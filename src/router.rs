//! Router actor implementation
//!
//! The central actor that owns the connection registry and produces every
//! envelope after the welcome: broadcast, echo, parse errors, and
//! collaborator broadcasts. Replies to one connection therefore leave in
//! the order its frames arrived.
//! Uses the Actor pattern with mpsc channels for message passing.

use serde_json::Value;
use tokio::sync::{mpsc, oneshot};
use tracing::{debug, info, warn};

use crate::connection::Connection;
use crate::error::AppError;
use crate::message::Envelope;
use crate::registry::ConnectionRegistry;
use crate::types::ConnectionId;

/// Commands sent to the Router actor
#[derive(Debug)]
pub enum RouterCommand {
    /// New connection accepted
    Connect {
        connection_id: ConnectionId,
        sender: mpsc::Sender<Envelope>,
    },
    /// Connection closed or failed
    Disconnect { connection_id: ConnectionId },
    /// Valid inbound payload to broadcast to peers and echo to the sender
    Relay {
        connection_id: ConnectionId,
        payload: Value,
    },
    /// Inbound frame that failed to parse; reply to the sender only
    Reject {
        connection_id: ConnectionId,
        error: String,
    },
    /// Collaborator broadcast to every open connection
    Broadcast { envelope: Envelope },
    /// Query the number of registered connections
    LiveCount { reply: oneshot::Sender<usize> },
}

/// The Router actor
///
/// Processes commands one at a time, so the registry needs no locking and
/// every fan-out sees the membership left by all earlier commands.
pub struct Router {
    /// All registered connections
    registry: ConnectionRegistry,
    /// Command receiver channel
    receiver: mpsc::Receiver<RouterCommand>,
}

impl Router {
    /// Create a new Router with the given command receiver
    pub fn new(receiver: mpsc::Receiver<RouterCommand>) -> Self {
        Self {
            registry: ConnectionRegistry::new(),
            receiver,
        }
    }

    /// Create a Router together with a handle for talking to it
    pub fn channel(buffer: usize) -> (Self, RouterHandle) {
        let (sender, receiver) = mpsc::channel(buffer);
        (Self::new(receiver), RouterHandle { sender })
    }

    /// Run the Router event loop
    ///
    /// Continuously receives and processes commands until all handles are dropped.
    pub async fn run(mut self) {
        info!("Router started");

        while let Some(cmd) = self.receiver.recv().await {
            self.handle_command(cmd);
        }

        info!("Router shutting down");
    }

    /// Process a single command
    fn handle_command(&mut self, cmd: RouterCommand) {
        match cmd {
            RouterCommand::Connect {
                connection_id,
                sender,
            } => self.handle_connect(connection_id, sender),
            RouterCommand::Disconnect { connection_id } => self.handle_disconnect(connection_id),
            RouterCommand::Relay {
                connection_id,
                payload,
            } => self.handle_relay(connection_id, payload),
            RouterCommand::Reject {
                connection_id,
                error,
            } => self.handle_reject(connection_id, error),
            RouterCommand::Broadcast { envelope } => self.handle_broadcast(envelope),
            RouterCommand::LiveCount { reply } => {
                let _ = reply.send(self.registry.live_count());
            }
        }
    }

    /// Register a connection whose welcome is already queued
    fn handle_connect(&mut self, connection_id: ConnectionId, sender: mpsc::Sender<Envelope>) {
        self.registry.add(Connection::new(connection_id, sender));
        info!(
            "Connection {} registered. Total: {}",
            connection_id,
            self.registry.live_count()
        );
    }

    fn handle_disconnect(&mut self, connection_id: ConnectionId) {
        if self.registry.remove(connection_id).is_some() {
            info!(
                "Connection {} removed. Total: {}",
                connection_id,
                self.registry.live_count()
            );
        }
    }

    /// Broadcast a payload to every other open connection, then echo it back
    fn handle_relay(&mut self, connection_id: ConnectionId, payload: Value) {
        let broadcast = Envelope::broadcast(payload.clone());
        let mut peers = 0;
        self.registry.for_each(|connection| {
            if connection.id != connection_id {
                deliver(connection, broadcast.clone());
                peers += 1;
            }
        });
        debug!("Relayed payload from {} to {} peer(s)", connection_id, peers);

        match self.registry.get(connection_id) {
            Some(sender) if sender.is_open() => deliver(sender, Envelope::echo(payload)),
            _ => debug!("Skipping echo, connection {} is gone", connection_id),
        }
    }

    fn handle_reject(&mut self, connection_id: ConnectionId, error: String) {
        match self.registry.get(connection_id) {
            Some(sender) if sender.is_open() => deliver(sender, Envelope::error(error)),
            _ => debug!("Skipping error reply, connection {} is gone", connection_id),
        }
    }

    fn handle_broadcast(&mut self, envelope: Envelope) {
        let recipients = self
            .registry
            .for_each(|connection| deliver(connection, envelope.clone()));
        debug!("Broadcast '{}' to {} connection(s)", envelope.kind(), recipients);
    }
}

/// Send to one connection, logging instead of propagating failures
fn deliver(connection: &Connection, envelope: Envelope) {
    if let Err(e) = connection.send(envelope) {
        warn!("Failed to send to connection {}: {}", connection.id, e);
    }
}

/// Cloneable handle to the Router actor
///
/// This is the only write path into the messaging layer for code outside
/// it: [`RouterHandle::broadcast`] notifies every connected client.
#[derive(Debug, Clone)]
pub struct RouterHandle {
    sender: mpsc::Sender<RouterCommand>,
}

impl RouterHandle {
    /// Send an envelope to every currently-open connection
    pub async fn broadcast(&self, envelope: Envelope) -> Result<(), AppError> {
        self.command(RouterCommand::Broadcast { envelope }).await
    }

    /// Number of connections registered and not yet removed
    pub async fn live_count(&self) -> Result<usize, AppError> {
        let (reply, rx) = oneshot::channel();
        self.command(RouterCommand::LiveCount { reply }).await?;
        rx.await.map_err(|_| AppError::ChannelSend)
    }

    pub(crate) async fn connect(
        &self,
        connection_id: ConnectionId,
        sender: mpsc::Sender<Envelope>,
    ) -> Result<(), AppError> {
        self.command(RouterCommand::Connect {
            connection_id,
            sender,
        })
        .await
    }

    pub(crate) async fn disconnect(&self, connection_id: ConnectionId) -> Result<(), AppError> {
        self.command(RouterCommand::Disconnect { connection_id })
            .await
    }

    pub(crate) async fn relay(
        &self,
        connection_id: ConnectionId,
        payload: Value,
    ) -> Result<(), AppError> {
        self.command(RouterCommand::Relay {
            connection_id,
            payload,
        })
        .await
    }

    pub(crate) async fn reject(
        &self,
        connection_id: ConnectionId,
        error: impl Into<String>,
    ) -> Result<(), AppError> {
        self.command(RouterCommand::Reject {
            connection_id,
            error: error.into(),
        })
        .await
    }

    async fn command(&self, cmd: RouterCommand) -> Result<(), AppError> {
        self.sender
            .send(cmd)
            .await
            .map_err(|_| AppError::ChannelSend)
    }
}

**Problem requirements:**
Starting from the records above, filter out all lines except those containing the word "that".

**Answer for this exercise:**
//! The central actor that owns the connection registry and produces every
    /// Inbound frame that failed to parse; reply to the sender only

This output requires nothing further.